Computational Biology |
Local and global effects of strong DNA bending induced during molecular dynamics simulations
1Computational Biology, School of Engineering and Science, Jacobs University, Campus Ring 1, D-28759 Bremen, Germany and 2Bioinformatique et RMN structurales, Institut de Biologie et Chimie des Protéines, UMR 5086 CNRS/Université de Lyon, 7 passage du Vercors, 69367 Lyon, France
*To whom correspondence should be addressed. Tel: +33 4 72 72 26 37; Fax: +33 4 72 72 26 04; Email: k.zakrzewska{at}ibcp.fr
Received December 22, 2008. Revised March 26, 2009. Accepted March 27, 2009.

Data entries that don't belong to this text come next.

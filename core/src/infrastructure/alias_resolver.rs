// Copyright (c) 2026 Aperture Labs
// SPDX-License-Identifier: AGPL-3.0
//! Fuzzy alias resolution and suggestion scoring for the Tool Dispatcher
//! (§4.9 step 1). Grounded stylistically in
//! `infrastructure::tool_router::route_tool`'s exact-then-fallback shape,
//! extended with a segment-normalizing alias pass and a Levenshtein-distance
//! suggestion pass.

/// Normalizes an entire path to lowercase `a-z0-9`, matching the spec's
/// "case/punctuation-insensitive alias match" (§4.9 step 1): `.`, `_`, `-`
/// and any other non-alphanumeric separator are dropped, so segment
/// boundaries collapse along with case and punctuation. `admin.send_announcement`
/// and `ADMIN_Send-Announcement` both reduce to `adminsendannouncement` even
/// though one has two dotted segments and the other has none — comparing
/// segment-by-segment would require the two paths to agree on where the
/// dots fall, which fuzzy client input makes no promises about.
fn normalize_flat(path: &str) -> String {
    path.chars()
        .filter(|c| c.is_ascii_alphanumeric())
        .flat_map(|c| c.to_lowercase())
        .collect()
}

/// Strips a leading `tools.` namespace prefix some clients send, before
/// flattening for comparison against known tool paths.
fn strip_known_prefix(path: &str) -> &str {
    path.strip_prefix("tools.").unwrap_or(path)
}

/// Attempts an exact match first, then a case/punctuation-insensitive alias
/// match across `known_paths`. Returns the resolved path if a unique alias
/// match is found; when ambiguous, prefers the shortest path (§4.9 step 1).
pub fn resolve_alias<'a>(requested: &str, known_paths: &[&'a str]) -> Option<&'a str> {
    if let Some(exact) = known_paths.iter().find(|p| **p == requested) {
        return Some(exact);
    }

    let candidate = strip_known_prefix(requested);
    let candidate_norm = normalize_flat(candidate);

    let mut matches: Vec<&'a str> = known_paths
        .iter()
        .copied()
        .filter(|known| normalize_flat(known) == candidate_norm)
        .collect();

    if matches.is_empty() {
        return None;
    }
    if matches.len() == 1 {
        return Some(matches[0]);
    }

    // Ambiguous: prefer the shortest path, per §4.9 step 1.
    matches.sort_by_key(|p| p.len());
    Some(matches[0])
}

/// Classic O(nm) edit-distance DP table.
fn levenshtein(a: &str, b: &str) -> usize {
    let a: Vec<char> = a.chars().collect();
    let b: Vec<char> = b.chars().collect();
    let (n, m) = (a.len(), b.len());
    let mut row: Vec<usize> = (0..=m).collect();
    for i in 1..=n {
        let mut prev_diag = row[0];
        row[0] = i;
        for j in 1..=m {
            let temp = row[j];
            row[j] = if a[i - 1] == b[j - 1] {
                prev_diag
            } else {
                1 + row[j].min(row[j - 1]).min(prev_diag)
            };
            prev_diag = temp;
        }
    }
    row[m]
}

/// Scores a known path's similarity to `requested` for the fuzzy-suggestion
/// pass: edit distance on the full path, with a bonus (i.e. a reduced
/// effective distance) when the two paths share a namespace prefix (the
/// segment before the first `.`), per §4.9's "Levenshtein + namespace-prefix
/// scoring".
fn suggestion_score(requested: &str, known: &str) -> usize {
    let distance = levenshtein(requested, known);
    let requested_prefix = requested.split('.').next().unwrap_or(requested);
    let known_prefix = known.split('.').next().unwrap_or(known);
    if requested_prefix.eq_ignore_ascii_case(known_prefix) {
        distance.saturating_sub(2)
    } else {
        distance
    }
}

/// Returns up to `limit` suggestions for an unknown tool path, closest
/// first. Used to augment the "Unknown tool" error per §4.9 step 1 / §7.
pub fn suggest<'a>(requested: &str, known_paths: &[&'a str], limit: usize) -> Vec<&'a str> {
    let mut scored: Vec<(usize, &'a str)> = known_paths
        .iter()
        .map(|known| (suggestion_score(requested, known), *known))
        .collect();
    scored.sort_by(|a, b| a.0.cmp(&b.0).then_with(|| a.1.cmp(b.1)));
    scored.into_iter().take(limit).map(|(_, path)| path).collect()
}

#[cfg(test)]
mod tests {
    use super::*;

    const KNOWN: &[&str] = &["admin.send_announcement", "admin.delete_data", "billing.charge_card"];

    #[test]
    fn exact_match_short_circuits() {
        assert_eq!(resolve_alias("admin.delete_data", KNOWN), Some("admin.delete_data"));
    }

    #[test]
    fn dotted_tools_prefix_resolves_to_bare_path() {
        assert_eq!(
            resolve_alias("tools.admin.send_announcement", KNOWN),
            Some("admin.send_announcement")
        );
    }

    #[test]
    fn case_and_punctuation_insensitive_alias_resolves() {
        assert_eq!(
            resolve_alias("tools.ADMIN_Send-Announcement", KNOWN),
            Some("admin.send_announcement")
        );
    }

    #[test]
    fn ambiguous_alias_prefers_shortest_path() {
        let known = &["ns.admin.send_announcement", "admin.send_announcement"];
        assert_eq!(
            resolve_alias("ADMIN.SEND.ANNOUNCEMENT", known),
            Some("admin.send_announcement")
        );
    }

    #[test]
    fn unknown_path_with_no_alias_match_returns_none() {
        assert_eq!(resolve_alias("totally.unknown.path", KNOWN), None);
    }

    #[test]
    fn suggestions_favor_shared_namespace_prefix() {
        let suggestions = suggest("admn.delete_data", KNOWN, 3);
        assert_eq!(suggestions[0], "admin.delete_data");
    }

    #[test]
    fn suggestions_are_bounded_by_limit() {
        let suggestions = suggest("x", KNOWN, 1);
        assert_eq!(suggestions.len(), 1);
    }

    #[test]
    fn levenshtein_identical_strings_is_zero() {
        assert_eq!(levenshtein("abc", "abc"), 0);
    }
}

DNA bending plays an important role in many biological processes, but its molecular and energetic details as a function of base sequence remain to be fully understood. Using a recently developed restraint, we have studied the controlled bending of four different B-DNA oligomers using molecular dynamics simulations. Umbrella sampling with the AMBER program and the recent parmbsc0 force field yield free energy curves for bending. Bending 15-base pair oligomers by 90° requires roughly 5 kcal mol–1, while reaching 150° requires of the order of 12 kcal mol–1. Moderate bending occurs mainly through coupled base pair step rolls. Strong bending generally leads to local kinks. The kinks we observe all involve two consecutive base pair steps, with disruption of the central base pair (termed Type II kinks in earlier work). A detailed analysis of each oligomer shows that the free energy of bending only varies quadratically with the bending angle for moderate bending. Beyond this point, in agreement with recent experiments, the variation becomes linear. An harmonic analysis of each base step yields force constants that not only vary with sequence, but also with the degree of bending. Both these observations suggest that DNA is mechanically more complex than simple elastic rod models would imply.